Lee Kitzenberg said he’s glad he only found out later that Andrew had been snapping photos for two to three hours from a window.
“That does sound like Andrew,” the father said. “He likes the extreme sports.”
Down Laurel Street from Kitzenberg’s home and also rendered immobilized by the lockdown is St. Cloud Cathedral High School graduate Marrer, and her fiance, Adam Andrew.
Marrer said their apartment was one of many on the street that was sprayed with bullets as the older suspect was killed overnight. She said that they didn’t realize at first that bullets had penetrated their home as they were sleeping.
“The gunfire came within 15 feet of our bed,” she said. “That’s close enough for us, yeah.”
As they wait out the tension outside as the lockdown stretches well into the afternoon, Marrer described the scene as “very surreal. ... We are watching the national news feed everyone else is, and it’s happening right around the corner for us.”
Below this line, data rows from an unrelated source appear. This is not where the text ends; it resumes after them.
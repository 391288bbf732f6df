use std::path::{Path, PathBuf};

use lotledger_core::storage::JournalStorage;
use lotledger_storage_json::canonical_name;

use super::usage_error;
use crate::cli::error::{CommandError, CommandResult};
use crate::cli::io;
use crate::cli::output;
use crate::cli::registry::CommandEntry;
use crate::cli::shell_context::{JournalLocation, ShellContext};
use crate::cli::table::{Table, TableColumn};

const JOURNAL_USAGE: &str =
    "journal [new <name> | save [path] | load <name|path> | list | backup [note] | backups | restore <n|id>]";

pub(crate) fn definitions() -> Vec<CommandEntry> {
    vec![CommandEntry::new(
        "journal",
        "Create, save, load, and back up journals",
        JOURNAL_USAGE,
        cmd_journal,
    )]
}

fn cmd_journal(context: &mut ShellContext, args: &[&str]) -> CommandResult {
    let Some((sub, rest)) = args.split_first() else {
        return show_active(context);
    };
    match sub.to_ascii_lowercase().as_str() {
        "new" => journal_new(context, rest),
        "save" => journal_save(context, rest),
        "load" => journal_load(context, rest),
        "list" => journal_list(context),
        "backup" => journal_backup(context, rest),
        "backups" => journal_backups(context),
        "restore" => journal_restore(context, rest),
        other => Err(CommandError::InvalidArguments(format!(
            "unknown journal action `{other}`; usage: {JOURNAL_USAGE}"
        ))),
    }
}

fn show_active(context: &ShellContext) -> CommandResult {
    let ledger = context.ledger()?;
    output::section(format!("Journal: {}", ledger.name()));
    let location = match &context.location {
        Some(JournalLocation::Named(slug)) => context.storage.journal_path(slug),
        Some(JournalLocation::File(path)) => path.clone(),
        None => PathBuf::from("(unsaved)"),
    };
    io::print_info(format!("Location     : {}", location.display()));
    io::print_info(format!("Transactions : {}", ledger.event_count()));
    io::print_info(format!("Status       : {:?}", ledger.status()));
    io::print_info(format!(
        "Last change  : {}",
        ledger.updated_at().format("%Y-%m-%d %H:%M:%S UTC")
    ));
    if context.dirty {
        io::print_warning("Unsaved changes.");
    }
    Ok(())
}

fn journal_new(context: &mut ShellContext, args: &[&str]) -> CommandResult {
    if args.is_empty() {
        return Err(usage_error("journal new <name>"));
    }
    let name = args.join(" ");
    context.start_journal(&name);
    io::print_success(format!("New journal `{name}` created."));
    io::print_hint(format!(
        "It will be saved as `{}` with `journal save`.",
        canonical_name(&name)
    ));
    Ok(())
}

fn journal_save(context: &mut ShellContext, args: &[&str]) -> CommandResult {
    let target = match args {
        [] => None,
        [path] => Some(PathBuf::from(path)),
        _ => return Err(usage_error("journal save [path]")),
    };
    let written = context.save_active(target.as_deref())?;
    io::print_success(format!("Journal saved to {}", written.display()));
    Ok(())
}

fn journal_load(context: &mut ShellContext, args: &[&str]) -> CommandResult {
    let [target] = args else {
        return Err(usage_error("journal load <name|path>"));
    };
    let as_path = Path::new(target);
    let (journal, location) = if looks_like_path(target) && as_path.exists() {
        (
            context.storage.load_journal_from_path(as_path)?,
            JournalLocation::File(as_path.to_path_buf()),
        )
    } else {
        let slug = canonical_name(target);
        (
            context.storage.load_journal(&slug)?,
            JournalLocation::Named(slug),
        )
    };
    let name = journal.name.clone();
    context.adopt_journal(journal, location.clone())?;
    if let JournalLocation::Named(slug) = location {
        context.set_last_opened(Some(slug))?;
    }
    io::print_success(format!("Journal `{name}` loaded."));
    Ok(())
}

fn looks_like_path(target: &str) -> bool {
    target.contains(std::path::MAIN_SEPARATOR) || target.contains('/') || target.ends_with(".json")
}

fn journal_list(context: &ShellContext) -> CommandResult {
    let rows = context.storage.list_journal_metadata()?;
    output::section("Saved journals");
    if rows.is_empty() {
        io::print_info("No saved journals.");
        return Ok(());
    }
    let mut table = Table::new(vec![
        TableColumn::left("Slug"),
        TableColumn::left("Name"),
        TableColumn::right("Transactions"),
        TableColumn::left("Updated"),
    ]);
    for row in rows {
        table.push_row(vec![
            row.slug,
            row.name,
            row.event_count.to_string(),
            row.updated_at.format("%Y-%m-%d %H:%M").to_string(),
        ]);
    }
    output::raw(table.render());
    Ok(())
}

fn journal_backup(context: &mut ShellContext, args: &[&str]) -> CommandResult {
    let journal = context.ledger()?.journal();
    let slug = context.active_slug()?;
    let note = (!args.is_empty()).then(|| args.join(" "));
    let info = context
        .storage
        .backup_journal(&slug, &journal, note.as_deref())?;
    io::print_success(format!("Backup `{}` created.", info.id));
    Ok(())
}

fn journal_backups(context: &ShellContext) -> CommandResult {
    let slug = context.active_slug()?;
    let backups = context.storage.list_backup_metadata(&slug)?;
    output::section(format!("Backups for `{slug}`"));
    if backups.is_empty() {
        io::print_info("No backups yet.");
        return Ok(());
    }
    let mut table = Table::new(vec![
        TableColumn::right("#"),
        TableColumn::left("Backup"),
        TableColumn::left("Created"),
        TableColumn::right("Bytes"),
    ]);
    for (idx, backup) in backups.iter().enumerate() {
        table.push_row(vec![
            (idx + 1).to_string(),
            backup.name.clone(),
            backup
                .created_at
                .map(|at| at.format("%Y-%m-%d %H:%M").to_string())
                .unwrap_or_else(|| "-".into()),
            backup.size_bytes.to_string(),
        ]);
    }
    output::raw(table.render());
    Ok(())
}

fn journal_restore(context: &mut ShellContext, args: &[&str]) -> CommandResult {
    let [selector] = args else {
        return Err(usage_error("journal restore <n|backup-id>"));
    };
    let slug = context.active_slug()?;
    let backups = context.storage.list_backups(&slug)?;
    let chosen = match selector.parse::<usize>() {
        Ok(index) if index >= 1 => backups.get(index - 1),
        _ => backups.iter().find(|backup| backup.id == *selector),
    }
    .ok_or_else(|| CommandError::InvalidArguments(format!("no backup matches `{selector}`")))?
    .clone();

    let journal = context.storage.restore_backup(&chosen)?;
    context.adopt_journal(journal, JournalLocation::Named(slug))?;
    io::print_success(format!("Restored backup `{}`.", chosen.id));
    Ok(())
}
She said police have come to their home and collected bullets and snapped photographs.
The upheaval on Laurel Street has kept Marrer and Andrew from keeping an appointment in Saratoga, Fla., with a wedding planner ahead of their May nuptials.
Marrer said she didn’t know that a fellow Minnesotan, Kitzenberg, was in the same lockdown boat about 100 yards down Laurel.
“We’ll have to introduce ourselves when this is over,” she said.